Wrestlers testified that Kulas was extremely arrogant and demanding backstage prior to the match and, when told that he would have to bleed as part of the match, Kulas had asked New Jack to blade him, since he had never done it. Dudley stated that he knew things would go wrong when Kulas introduced himself to New Jack and "wanted to suggest some ideas", both a violation of unwritten rules of younger wrestlers not taking the lead from veterans as well as "New Jack being New Jack". The book The Rise and Fall of ECW also states that as the medic crew carried Kulas out, he was escorted by Tommy Dreamer, who held his hand to comfort him. Passing by the audience, Kulas began giving them the finger in an attempt to continue "playing the bad guy".

Authorities later determined that Kulas had lied to Heyman about his age and experience; Kulas claimed to be 21 years of age, but he was actually 17 years old. He also claimed to have been trained by Killer Kowalski, and his father vouched for him, but Kulas was never trained to wrestle. In The Rise and Fall of ECW, Heyman says Kulas's dubious credentials as a student of Kowalski were endorsed by Tiny the Terrible.
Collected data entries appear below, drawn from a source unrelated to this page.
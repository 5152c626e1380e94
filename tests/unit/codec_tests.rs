//! Unit tests for the line + payload codec.
//!
//! Covers:
//! - single and batched lines
//! - partial delivery buffered until newline
//! - payload mode yields at most the announced bytes, then lines again
//! - EOF with payload outstanding is a truncated stream
//! - oversized line is a protocol error
//! - length-prefixed reads over a real async stream, including short writes

use bytes::{Bytes, BytesMut};
use tokio::io::AsyncWriteExt;
use tokio_util::codec::{Decoder, Encoder};

use remote_file_agent::protocol::codec::{parse_length, Frame, FrameReader, WireCodec, MAX_LINE_BYTES};
use remote_file_agent::AppError;

#[test]
fn single_line_decodes_without_newline() {
    let mut codec = WireCodec::new();
    let mut buf = BytesMut::from("read\n");

    let frame = codec.decode(&mut buf).expect("decode must succeed");

    assert_eq!(frame, Some(Frame::Line("read".to_owned())));
    assert!(buf.is_empty());
}

#[test]
fn batched_lines_are_each_decoded() {
    let mut codec = WireCodec::new();
    let mut buf = BytesMut::from("exists\n/tmp/a\n");

    let first = codec.decode(&mut buf).expect("first decode");
    let second = codec.decode(&mut buf).expect("second decode");
    let third = codec.decode(&mut buf).expect("third decode");

    assert_eq!(first, Some(Frame::Line("exists".to_owned())));
    assert_eq!(second, Some(Frame::Line("/tmp/a".to_owned())));
    assert!(third.is_none(), "no further lines must be present");
}

#[test]
fn partial_line_is_buffered_until_newline() {
    let mut codec = WireCodec::new();
    let mut buf = BytesMut::from("is_dir");

    assert!(codec.decode(&mut buf).expect("partial decode").is_none());

    buf.extend_from_slice(b"ectory\n");
    let frame = codec.decode(&mut buf).expect("complete decode");
    assert_eq!(frame, Some(Frame::Line("is_directory".to_owned())));
}

#[test]
fn payload_mode_stops_at_announced_length() {
    let mut codec = WireCodec::new();
    let mut buf = BytesMut::from("hello0\n");
    codec.expect_payload(5);

    let chunk = codec.decode(&mut buf).expect("payload decode");
    assert_eq!(chunk, Some(Frame::Chunk(Bytes::from_static(b"hello"))));
    assert_eq!(codec.payload_remaining(), 0);

    let line = codec.decode(&mut buf).expect("line after payload");
    assert_eq!(line, Some(Frame::Line("0".to_owned())));
}

#[test]
fn payload_tolerates_partial_delivery() {
    let mut codec = WireCodec::new();
    codec.expect_payload(6);

    let mut buf = BytesMut::from("abc");
    let first = codec.decode(&mut buf).expect("first chunk");
    assert_eq!(first, Some(Frame::Chunk(Bytes::from_static(b"abc"))));
    assert_eq!(codec.payload_remaining(), 3);

    assert!(codec.decode(&mut buf).expect("empty buffer").is_none());

    buf.extend_from_slice(b"def");
    let second = codec.decode(&mut buf).expect("second chunk");
    assert_eq!(second, Some(Frame::Chunk(Bytes::from_static(b"def"))));
}

#[test]
fn payload_bytes_that_look_like_newlines_are_not_split() {
    let mut codec = WireCodec::new();
    let mut buf = BytesMut::from("a\nb\n");
    codec.expect_payload(4);

    let chunk = codec.decode(&mut buf).expect("payload decode");
    assert_eq!(chunk, Some(Frame::Chunk(Bytes::from_static(b"a\nb\n"))));
}

#[test]
fn eof_with_payload_outstanding_is_truncated() {
    let mut codec = WireCodec::new();
    let mut buf = BytesMut::new();
    codec.expect_payload(10);

    let result = codec.decode_eof(&mut buf);

    match result {
        Err(AppError::TruncatedStream(msg)) => assert!(msg.contains("10"), "got: {msg}"),
        other => panic!("expected TruncatedStream, got: {other:?}"),
    }
}

#[test]
fn max_line_length_exceeded_returns_protocol_error() {
    let mut codec = WireCodec::new();
    let big_line = "a".repeat(MAX_LINE_BYTES + 1) + "\n";
    let mut buf = BytesMut::from(big_line.as_str());

    match codec.decode(&mut buf) {
        Err(AppError::Protocol(msg)) => assert!(msg.contains("line too long"), "got: {msg}"),
        other => panic!("expected Protocol error, got: {other:?}"),
    }
}

#[test]
fn encoded_lines_are_newline_terminated_and_chunks_raw() {
    let mut codec = WireCodec::new();
    let mut dst = BytesMut::new();

    codec
        .encode(Frame::Line("ident".to_owned()), &mut dst)
        .expect("encode line");
    codec
        .encode(Frame::Chunk(Bytes::from_static(b"\x00\x01")), &mut dst)
        .expect("encode chunk");

    assert_eq!(&dst[..], b"ident\n\x00\x01");
}

#[test]
fn parse_length_accepts_counts_and_rejects_garbage() {
    assert_eq!(parse_length("42").expect("plain"), 42);
    assert_eq!(parse_length(" 7 ").expect("padded"), 7);
    assert_eq!(parse_length("0").expect("zero"), 0);

    for bad in ["", "-1", "ten", "1.5"] {
        assert!(
            matches!(parse_length(bad), Err(AppError::Protocol(_))),
            "{bad:?} must be rejected"
        );
    }
}

#[tokio::test]
async fn reader_returns_none_on_immediate_eof() {
    let empty: &[u8] = b"";
    let mut reader = FrameReader::new(empty);

    let line = reader.decode_line().await.expect("eof is not an error");
    assert!(line.is_none());
}

#[tokio::test]
async fn reader_decodes_length_prefixed_across_short_writes() {
    let (mut tx, rx) = tokio::io::duplex(8);
    let mut reader = FrameReader::new(rx);

    let writer = tokio::spawn(async move {
        tx.write_all(b"12\n").await.expect("write length");
        tx.write_all(b"hello ").await.expect("write first half");
        tx.write_all(b"world!next\n").await.expect("write rest");
    });

    let payload = reader
        .decode_length_prefixed()
        .await
        .expect("length-prefixed read");
    assert_eq!(&payload[..], b"hello world!");

    let next = reader.decode_line().await.expect("line after payload");
    assert_eq!(next.as_deref(), Some("next"));

    writer.await.expect("writer task");
}

#[tokio::test]
async fn reader_reports_invalid_length_line() {
    let input: &[u8] = b"lots\nabc";
    let mut reader = FrameReader::new(input);

    let result = reader.decode_length_prefixed().await;
    assert!(
        matches!(result, Err(AppError::Protocol(_))),
        "got: {result:?}"
    );
}

#[tokio::test]
async fn reader_reports_truncated_payload() {
    let input: &[u8] = b"10\nabc";
    let mut reader = FrameReader::new(input);

    let result = reader.decode_length_prefixed().await;
    assert!(
        matches!(result, Err(AppError::TruncatedStream(_))),
        "got: {result:?}"
    );
}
Years later in a view of hindsight, Tiny the Terrible recounted feeling resentment over Kulas abandoning him and his brother to take a higher profile match.

Dudley said that the culture was different in 1996 in that anything someone said about their credentials was taken as fact as opposed to the modern day where promoters do their due dillegence and check someone's credentials before booking them, which was enacted in part due to the Mass Transit incident. For New Jack's part, after the match he was reportedly annoyed that ECW had let a legal minor wrestle a match and had already left the arena before police arrived.

==Later events==
Erich Kulas died on May 12, 2002, at the age of 22, due to complications from gastric bypass surgery.
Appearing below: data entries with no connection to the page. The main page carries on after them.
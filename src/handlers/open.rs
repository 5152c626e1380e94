//! Outbound `open` announcement for the launch argument.
//!
//! The launch path is inspected once, before any connection: a directory is
//! rejected, a missing path is a new file (no payload), and an existing file
//! is opened right away so the handle announced later is the one that was
//! checked. Its size and contents are streamed right after the command.

use std::path::{Path, PathBuf};

use futures_util::SinkExt;
use tokio::fs::File;
use tokio::io::AsyncWrite;
use tracing::{debug, info};

use crate::handlers::{fs_error, stream_file};
use crate::protocol::codec::{self, FrameWriter};
use crate::protocol::command::{normalize_path, Command};
use crate::Result;

/// An already-opened launch file and the size it had when opened.
#[derive(Debug)]
struct LaunchFile {
    file: std::fs::File,
    size: u64,
}

/// File to announce on the main connection.
#[derive(Debug)]
pub struct OpenTarget {
    path: PathBuf,
    source: Option<LaunchFile>,
}

impl OpenTarget {
    /// A file that does not exist yet; no payload follows the announcement.
    #[must_use]
    pub fn new_file(path: PathBuf) -> Self {
        Self { path, source: None }
    }

    /// Open an existing file for announcement.
    ///
    /// The size is taken from the opened handle, not from a separate stat.
    ///
    /// # Errors
    ///
    /// Returns `AppError::Filesystem` if the file cannot be opened or
    /// stat'ed.
    pub fn open_existing(path: PathBuf) -> Result<Self> {
        let file = std::fs::File::open(&path).map_err(|err| fs_error("open", &path, &err))?;
        let size = file
            .metadata()
            .map_err(|err| fs_error("stat", &path, &err))?
            .len();
        Ok(Self {
            path,
            source: Some(LaunchFile { file, size }),
        })
    }

    /// Absolute path of the file.
    #[must_use]
    pub fn path(&self) -> &Path {
        &self.path
    }

    /// Announced length, or `None` for a new file.
    #[must_use]
    pub fn size(&self) -> Option<u64> {
        self.source.as_ref().map(|source| source.size)
    }
}

/// Outcome of inspecting the launch argument.
#[derive(Debug)]
pub enum LaunchTarget {
    /// The argument names a directory; the agent must not start.
    Directory(PathBuf),
    /// The argument names a file, existing (and opened) or not.
    File(OpenTarget),
}

impl LaunchTarget {
    /// Normalize, stat, and open the launch argument.
    ///
    /// A stat failure (not found, permission denied on a parent) is treated
    /// as a new file. A path that stats as a file but cannot be opened is an
    /// error, so startup fails before any connection is made.
    ///
    /// # Errors
    ///
    /// `AppError::Filesystem` if an existing file cannot be opened, or
    /// `AppError::Io` if a relative path cannot be resolved.
    pub fn resolve(arg: &Path) -> Result<Self> {
        let path = normalize_path(&arg.to_string_lossy())?;
        match std::fs::metadata(&path) {
            Ok(meta) if meta.is_dir() => Ok(Self::Directory(path)),
            Ok(_) => OpenTarget::open_existing(path).map(Self::File),
            Err(err) => {
                info!(path = %path.display(), %err, "launch path not found, opening as new file");
                Ok(Self::File(OpenTarget::new_file(path)))
            }
        }
    }
}

/// Send `open`, the path, and (for an existing file) the size and contents.
///
/// # Errors
///
/// `AppError::TruncatedStream` if the file shrank below the announced size,
/// `AppError::Io` on a read failure, or a socket error.
pub async fn open<W>(writer: &mut FrameWriter<W>, target: OpenTarget, chunk_size: usize) -> Result<()>
where
    W: AsyncWrite + Unpin,
{
    let OpenTarget { path, source } = target;
    let size = source.as_ref().map(|source| source.size);

    writer
        .feed(Command::Open {
            path: path.clone(),
            size,
        })
        .await?;

    if let Some(LaunchFile { file, size }) = source {
        debug!(size, "streaming launch file");
        stream_file(writer, File::from_std(file), &path, size, chunk_size).await?;
    }

    codec::flush(writer).await?;

    info!(path = %path.display(), ?size, "open request sent");
    Ok(())
}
The incident was featured in a 2020 episode of Dark Side of the Ring centered on New Jack. Kulas's family declined to participate in the episode.

Up to his own death in May 2021, New Jack did not express remorse for the incident: the final tweet on his Twitter account, posted just a day before his death from a heart attack, reiterated that Kulas requested the blading.
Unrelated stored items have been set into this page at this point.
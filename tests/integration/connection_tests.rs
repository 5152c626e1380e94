//! Integration tests for the connection state machine and handshake.
//!
//! Validates:
//! - handshake lines for pool and main roles
//! - main connection `open` announcement for new and existing files
//! - pool loop termination on EOF and on unknown commands
//! - state transitions Handshaking → Serving → Closed

use std::path::PathBuf;

use remote_file_agent::handlers::OpenTarget;
use remote_file_agent::protocol::Command;
use remote_file_agent::session::{CloseReason, Connection, ConnectionRole, ConnectionState};
use remote_file_agent::AppError;

use super::test_helpers::{
    spawn_connection, spawn_pool, test_endpoint, test_identity, FakeDaemon, TEST_CHUNK_SIZE,
};

#[tokio::test]
async fn pool_handshake_has_no_main_marker() {
    let (mut daemon, _handle) = spawn_connection(ConnectionRole::Pool, None);

    assert_eq!(daemon.expect_line().await, "1");
    assert_eq!(daemon.expect_line().await, "ident");
    assert_eq!(daemon.expect_line().await, "alice@workstation");
}

#[tokio::test]
async fn main_without_target_handshakes_then_closes() {
    let (mut daemon, handle) = spawn_connection(ConnectionRole::Main, None);

    daemon.expect_handshake(ConnectionRole::Main).await;
    daemon.expect_eof().await;
    handle.await.expect("task").expect("clean close");
}

#[tokio::test]
async fn main_announces_new_file_without_size() {
    let target = OpenTarget::new_file(PathBuf::from("/tmp/new.txt"));
    let (mut daemon, handle) = spawn_connection(ConnectionRole::Main, Some(target));

    daemon.expect_handshake(ConnectionRole::Main).await;
    assert_eq!(daemon.expect_line().await, "open");
    assert_eq!(daemon.expect_line().await, "/tmp/new.txt");
    daemon.expect_eof().await;
    handle.await.expect("task").expect("clean close");
}

#[tokio::test]
async fn main_announces_existing_file_with_contents() {
    let dir = tempfile::tempdir().expect("tempdir");
    let path = dir.path().join("existing.txt");
    std::fs::write(&path, b"0123456789").expect("write file");
    let target = OpenTarget::open_existing(path.clone()).expect("open launch file");
    let (mut daemon, handle) = spawn_connection(ConnectionRole::Main, Some(target));

    daemon.expect_handshake(ConnectionRole::Main).await;
    assert_eq!(daemon.expect_line().await, "open");
    assert_eq!(daemon.expect_line().await, path.to_string_lossy());
    let payload = daemon
        .reader
        .decode_length_prefixed()
        .await
        .expect("size line and payload");
    assert_eq!(&payload[..], b"0123456789");
    daemon.expect_eof().await;
    handle.await.expect("task").expect("clean close");
}

#[tokio::test]
async fn main_fails_when_file_shrank_below_announced_size() {
    let dir = tempfile::tempdir().expect("tempdir");
    let path = dir.path().join("shrunk.txt");
    std::fs::write(&path, b"0123456789").expect("write file");
    let target = OpenTarget::open_existing(path.clone()).expect("open launch file");
    assert_eq!(target.size(), Some(10));
    std::fs::write(&path, b"abc").expect("shrink file");
    let (mut daemon, handle) = spawn_connection(ConnectionRole::Main, Some(target));

    daemon.expect_handshake(ConnectionRole::Main).await;
    let result = handle.await.expect("task");
    assert!(
        matches!(result, Err(AppError::TruncatedStream(_))),
        "got: {result:?}"
    );
}

#[tokio::test]
async fn pool_ends_cleanly_when_daemon_closes() {
    let (mut daemon, handle) = spawn_pool().await;

    daemon.close().await;

    handle.await.expect("task").expect("peer close is not an error");
}

#[tokio::test]
async fn unknown_command_closes_connection() {
    let (mut daemon, handle) = spawn_pool().await;

    daemon.send_line("delete").await;

    daemon.expect_eof().await;
    handle.await.expect("task").expect("unknown command is a clean close");
}

#[tokio::test]
async fn open_from_daemon_is_treated_as_unknown() {
    let (mut daemon, handle) = spawn_pool().await;

    daemon.send_line("open").await;

    daemon.expect_eof().await;
    handle.await.expect("task").expect("clean close");
}

#[tokio::test]
async fn eof_before_path_line_is_truncation() {
    let (mut daemon, handle) = spawn_pool().await;

    daemon.send_line("read").await;
    daemon.close().await;

    let result = handle.await.expect("task");
    assert!(
        matches!(result, Err(AppError::TruncatedStream(_))),
        "got: {result:?}"
    );
}

#[tokio::test]
async fn serve_counts_commands_until_peer_closes() {
    let dir = tempfile::tempdir().expect("tempdir");
    let (agent_side, daemon_side) = tokio::io::duplex(4096);
    let (agent_read, agent_write) = tokio::io::split(agent_side);
    let mut connection =
        Connection::from_parts(agent_read, agent_write, ConnectionRole::Pool, TEST_CHUNK_SIZE);

    let (daemon_read, daemon_write) = tokio::io::split(daemon_side);
    let mut daemon = FakeDaemon::new(daemon_read, daemon_write);

    connection
        .handshake(&test_endpoint(), &test_identity())
        .await
        .expect("handshake");
    daemon.expect_handshake(ConnectionRole::Pool).await;

    let serve = tokio::spawn(async move { connection.serve().await });
    for _ in 0..2 {
        daemon
            .send(Command::Exists {
                path: dir.path().to_path_buf(),
            })
            .await;
        assert_eq!(daemon.expect_line().await, "true");
    }
    daemon.close().await;

    let outcome = serve.await.expect("task").expect("serve");
    assert_eq!(outcome.commands, 2);
    assert_eq!(outcome.reason, CloseReason::PeerClosed);
}

#[tokio::test]
async fn state_moves_through_lifecycle() {
    let (agent_side, _daemon_side) = tokio::io::duplex(4096);
    let (agent_read, agent_write) = tokio::io::split(agent_side);
    let mut connection =
        Connection::from_parts(agent_read, agent_write, ConnectionRole::Main, TEST_CHUNK_SIZE);

    assert_eq!(connection.state(), ConnectionState::Handshaking);
    assert_eq!(connection.role(), ConnectionRole::Main);

    connection
        .handshake(&test_endpoint(), &test_identity())
        .await
        .expect("handshake");
    assert_eq!(connection.state(), ConnectionState::Serving);

    let again = connection.handshake(&test_endpoint(), &test_identity()).await;
    assert!(matches!(again, Err(AppError::Protocol(_))));

    connection.close().await;
    assert_eq!(connection.state(), ConnectionState::Closed);
}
One positive that came out of the incident was that it made promoters, particularly on the independent circuit do more vetting on making sure wrestlers are of legal age. In an interview with Maven Huffman about the incident in 2024, D-Von Dudley said that he wouldn't let his own sons (who are also professional wrestlers) enter the business until they were 18 and that due to the ramifications of the incident Heyman would never even consider booking Kulas for another match even once he turned 18.